If the stimulation unit 10 is additionally equipped with a device that provides other stimulation for symptom relief in addition to electrodes for electrical stimulation, the control unit 20 transmits a stimulation signal according to the device. Specifically, when equipped with an acoustic device, the control unit 20 can store and transmit information about sound stimulation signals for sound sources for sound training, and music or natural sounds to stabilize the user's mind and body during the electrical stimulation stimulation process. It is possible to store and transmit information about sound stimulation signals such as. In particular, it is possible to adjust the frequency at which sound stimulation is applied for tinnitus training, and the attenuation frequency of sound and the width of the band pass filter for alleviating hearing loss.
The control unit 20 may be included in the same device as the stimulation unit 10, or may be included in an external device separate from the stimulation device in which the stimulation unit 10 is installed. The external device can be connected to the stimulation device by wire or wirelessly to exchange signals or data. The external device may be composed of a dedicated device with a program or application for the stimulation system installed, or may be installed in the form of a program or application on a smart device. It may be possible.
The input unit 30 is a component that allows the user to input information.
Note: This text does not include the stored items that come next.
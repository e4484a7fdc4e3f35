//! Store/gateway reconciliation
//!
//! The kernel allow-set is mutable, crash-prone state. Drift between it and
//! the session store is not an error condition here: it is this module's
//! routine job. A pass runs once at startup, before the authorization API
//! serves requests, and on a fixed interval thereafter, and is idempotent.

use std::collections::HashMap;
use std::net::IpAddr;
use std::sync::Arc;
use std::time::Duration;

use chrono::Utc;

use meshlink_common::{BrokerResult, SessionStatus, TerminalReason};

use crate::enforce::{with_retry, EnforcementGateway, DEFAULT_ATTEMPTS};
use crate::scheduler::ExpiryScheduler;
use crate::store::SessionStore;

/// What a reconciliation pass did
#[derive(Debug, Default, Clone, Copy, PartialEq, Eq)]
pub struct ReconcileReport {
    /// Stale grants revoked (`actual \ desired`)
    pub revoked: usize,
    /// Missing grants repaired (`desired \ actual`)
    pub granted: usize,
    /// Pending rows resolved (activated or revoked)
    pub pending_resolved: usize,
    /// Expiry timers found missing and re-armed
    pub timers_armed: usize,
    /// Terminal rows archived
    pub archived: usize,
}

impl ReconcileReport {
    /// Whether the pass changed anything
    pub fn is_noop(&self) -> bool {
        *self == Self::default()
    }
}

/// Periodic store/gateway reconciler
pub struct Reconciler {
    store: Arc<SessionStore>,
    gateway: Arc<dyn EnforcementGateway>,
    scheduler: Arc<ExpiryScheduler>,
    /// Terminal rows older than this are archived
    archive_after: chrono::Duration,
    /// Pending rows younger than this are presumed in-flight, not crashed
    pending_grace: chrono::Duration,
}

impl Reconciler {
    /// New reconciler over the given store, gateway, and scheduler
    pub fn new(
        store: Arc<SessionStore>,
        gateway: Arc<dyn EnforcementGateway>,
        scheduler: Arc<ExpiryScheduler>,
        archive_after: chrono::Duration,
    ) -> Self {
        Self {
            store,
            gateway,
            scheduler,
            archive_after,
            pending_grace: chrono::Duration::seconds(10),
        }
    }

    /// Override the grace window for Pending rows (tests, fast hardware)
    pub fn with_pending_grace(mut self, grace: chrono::Duration) -> Self {
        self.pending_grace = grace;
        self
    }

    /// One reconciliation pass
    pub async fn run_once(&self) -> BrokerResult<ReconcileReport> {
        let mut report = ReconcileReport::default();

        self.resolve_pending(&mut report).await;

        // Snapshot both sides; per-address operations may race us, so every
        // repair re-checks the row's status right before mutating.
        let desired: HashMap<IpAddr, String> = self
            .store
            .list_active()
            .into_iter()
            .map(|s| (s.client_addr.ip(), s.tier))
            .collect();
        let actual = match self.gateway.list_granted().await {
            Ok(set) => set,
            Err(e) => {
                tracing::warn!(error = %e, "reconcile: allow-set read failed, skipping pass");
                return Ok(report);
            }
        };

        // Stale grants: allow-listed addresses with no Active session.
        // This closes the "stale grant survives restart" gap.
        for ip in actual.iter().filter(|ip| !desired.contains_key(*ip)) {
            let addr = (*ip).into();
            // Re-check: a live row that is not in the Active snapshot is an
            // authorize call mid-grant (Pending) or one that activated after
            // the snapshot; revoking here would undo its grant.
            if self.store.get(addr).is_some() {
                continue;
            }
            match with_retry("revoke", DEFAULT_ATTEMPTS, || self.gateway.revoke(addr)).await {
                Ok(()) => {
                    let _ = self.gateway.reset_usage(addr).await;
                    tracing::info!(%addr, "reconcile: revoked stale grant");
                    report.revoked += 1;
                }
                Err(e) => tracing::warn!(%addr, error = %e, "reconcile: stale revoke failed"),
            }
        }

        // Missing grants: Active sessions the kernel never heard about
        // (a crash between the store commit and the grant).
        for (ip, tier) in desired.iter().filter(|(ip, _)| !actual.contains(*ip)) {
            let addr = (*ip).into();
            // Re-check: the session may have expired since the snapshot
            let still_active = self
                .store
                .get(addr)
                .map_or(false, |s| s.status == SessionStatus::Active);
            if !still_active {
                continue;
            }
            match with_retry("grant", DEFAULT_ATTEMPTS, || self.gateway.grant(addr, tier)).await {
                Ok(()) => {
                    tracing::info!(%addr, %tier, "reconcile: repaired missing grant");
                    report.granted += 1;
                }
                Err(e) => tracing::warn!(%addr, error = %e, "reconcile: grant repair failed"),
            }
        }

        // Timers can be lost independently of the store (scheduler restart);
        // drop fired handles, then re-derive any that are missing.
        self.scheduler.sweep_finished();
        for session in self.store.list_active() {
            if self.scheduler.ensure_armed(&session) {
                report.timers_armed += 1;
            }
        }

        report.archived = self
            .store
            .archive_terminal(Utc::now() - self.archive_after)?;

        if !report.is_noop() {
            tracing::info!(?report, "reconcile pass complete");
        }
        Ok(report)
    }

    /// Resolve Pending rows left by a crash between create and grant.
    ///
    /// The grant is retried; if it cannot be confirmed the row is revoked.
    /// Either way no row stays Pending past a reconciler pass.
    async fn resolve_pending(&self, report: &mut ReconcileReport) {
        let now = Utc::now();
        for session in self.store.list_pending() {
            // A young Pending row is likely an authorize call mid-flight,
            // not a crash leftover; leave it for the next pass.
            if now - session.created_at < self.pending_grace {
                continue;
            }
            let addr = session.client_addr;
            let tier = session.tier.clone();
            let outcome =
                with_retry("grant", DEFAULT_ATTEMPTS, || self.gateway.grant(addr, &tier)).await;
            match outcome {
                Ok(()) => match self.store.activate(session.id) {
                    Ok(activated) => {
                        self.scheduler.arm(&activated);
                        tracing::info!(id = %session.id, %addr, "reconcile: pending row activated");
                        report.pending_resolved += 1;
                    }
                    Err(e) => {
                        tracing::warn!(id = %session.id, error = %e, "reconcile: activate failed")
                    }
                },
                Err(e) => {
                    tracing::warn!(id = %session.id, %addr, error = %e, "reconcile: pending grant failed, revoking row");
                    let _ = with_retry("revoke", DEFAULT_ATTEMPTS, || self.gateway.revoke(addr)).await;
                    if let Err(e) = self.store.mark_terminal(session.id, TerminalReason::Revoked) {
                        tracing::warn!(id = %session.id, error = %e, "reconcile: pending revoke failed");
                    }
                    report.pending_resolved += 1;
                }
            }
        }
    }

    /// Interval reconciliation loop
    pub async fn run(self: Arc<Self>, interval: Duration) {
        let mut ticker = tokio::time::interval(interval);
        ticker.set_missed_tick_behavior(tokio::time::MissedTickBehavior::Delay);
        // The first tick completes immediately; the startup pass already ran
        ticker.tick().await;
        loop {
            ticker.tick().await;
            if let Err(e) = self.run_once().await {
                tracing::warn!(error = %e, "reconcile pass failed");
            }
        }
    }
}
Information that the user can input through the input unit 30 can be divided into disease information related to the disease and general information other than the disease. General information is information corresponding to the user's unique information and includes age, gender, weight, disease history, drug use history, and life log. Although it is information that is not directly related to the disease being stimulated, it is information that constitutes the stimulation protocol. This is information that can be reflected in the process. Disease information is information directly related to the disease being stimulated, and includes first disease information in which the user inputs the intensity and frequency of symptoms or changes in the condition while electrical stimulation for symptom relief or diagnosis is applied to the vagus nerve. It is divided into secondary disease information about the general intensity and frequency of the disease and the symptoms. The second disease information serves as a standard for selecting stimulation for basic configuration and diagnosis of the stimulation protocol, and the first disease information is used in the process of constructing a customized stimulation protocol suitable for each user. The first disease information may be measured by adding stimulation for symptom relief or diagnosis in addition to electrodes. For example, in a situation where sound stimulation for diagnosing hearing loss is applied, a hearing loss pattern and hearing loss frequency can be derived based on information input by the user, and the control unit 20 determines an attenuation frequency for alleviating hearing loss based on this. It is possible to configure an acoustic stimulus with the width of the bandpass filter adjusted, and the configuration of the acoustic stimulus to alleviate hearing loss can be changed by reflecting information according to the user's input during the hearing loss stimulation process. Additionally, a sound source that can increase the efficiency of the electrical stimulation process can be selected or configured.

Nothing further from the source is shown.